(Exercise inputs begins)

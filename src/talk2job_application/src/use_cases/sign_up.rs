use talk2job_core::{
    Email, IdentityError, IdentityProvider, Password, User, UserName, UserStore, UserStoreError,
};

/// Error types specific to the sign-up use case
#[derive(Debug, thiserror::Error)]
pub enum SignUpError {
    #[error("{0}")]
    Identity(#[from] IdentityError),
    #[error("User store error: {0}")]
    UserStore(#[from] UserStoreError),
}

/// Sign-up use case - creates the account at the identity provider, then
/// registers the matching application user keyed by the new identity's id.
pub struct SignUpUseCase<I, U>
where
    I: IdentityProvider,
    U: UserStore,
{
    identity_provider: I,
    user_store: U,
}

impl<I, U> SignUpUseCase<I, U>
where
    I: IdentityProvider,
    U: UserStore,
{
    pub fn new(identity_provider: I, user_store: U) -> Self {
        Self {
            identity_provider,
            user_store,
        }
    }

    /// Execute the sign-up use case
    ///
    /// # Arguments
    /// * `name` - Validated display name
    /// * `email` - Validated email address
    /// * `password` - Validated password
    ///
    /// # Returns
    /// Ok(()) once both the identity account and the user record exist
    #[tracing::instrument(name = "SignUpUseCase::execute", skip(self, password))]
    pub async fn execute(
        &self,
        name: UserName,
        email: Email,
        password: Password,
    ) -> Result<(), SignUpError> {
        let identity = self
            .identity_provider
            .create_account(&email, &password)
            .await?;

        let user = User::new(identity.id, name, email);
        self.user_store.add_user(user).await?;

        Ok(())
    }
}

(Exercise inputs ends)

Exercise >>
Retype the records above exactly as they appear.

Result of this task >>
filename src/talk2job_application/src/use_cases/sign_up.rs
use talk2job_core::{
    Email, IdentityError, IdentityProvider, Password, User, UserName, UserStore, UserStoreError,
};

/// Error types specific to the sign-up use case
#[derive(Debug, thiserror::Error)]
pub enum SignUpError {
    #[error("{0}")]
    Identity(#[from] IdentityError),
    #[error("User store error: {0}")]
    UserStore(#[from] UserStoreError),
}

/// Sign-up use case - creates the account at the identity provider, then
/// registers the matching application user keyed by the new identity's id.
pub struct SignUpUseCase<I, U>
where
    I: IdentityProvider,
    U: UserStore,
{
    identity_provider: I,
    user_store: U,
}

impl<I, U> SignUpUseCase<I, U>
where
    I: IdentityProvider,
    U: UserStore,
{
    pub fn new(identity_provider: I, user_store: U) -> Self {
        Self {
            identity_provider,
            user_store,
        }
    }

    /// Execute the sign-up use case
    ///
    /// # Arguments
    /// * `name` - Validated display name
    /// * `email` - Validated email address
    /// * `password` - Validated password
    ///
    /// # Returns
    /// Ok(()) once both the identity account and the user record exist
    #[tracing::instrument(name = "SignUpUseCase::execute", skip(self, password))]
    pub async fn execute(
        &self,
        name: UserName,
        email: Email,
        password: Password,
    ) -> Result<(), SignUpError> {
        let identity = self
            .identity_provider
            .create_account(&email, &password)
            .await?;

        let user = User::new(identity.id, name, email);
        self.user_store.add_user(user).await?;

        Ok(())
    }
}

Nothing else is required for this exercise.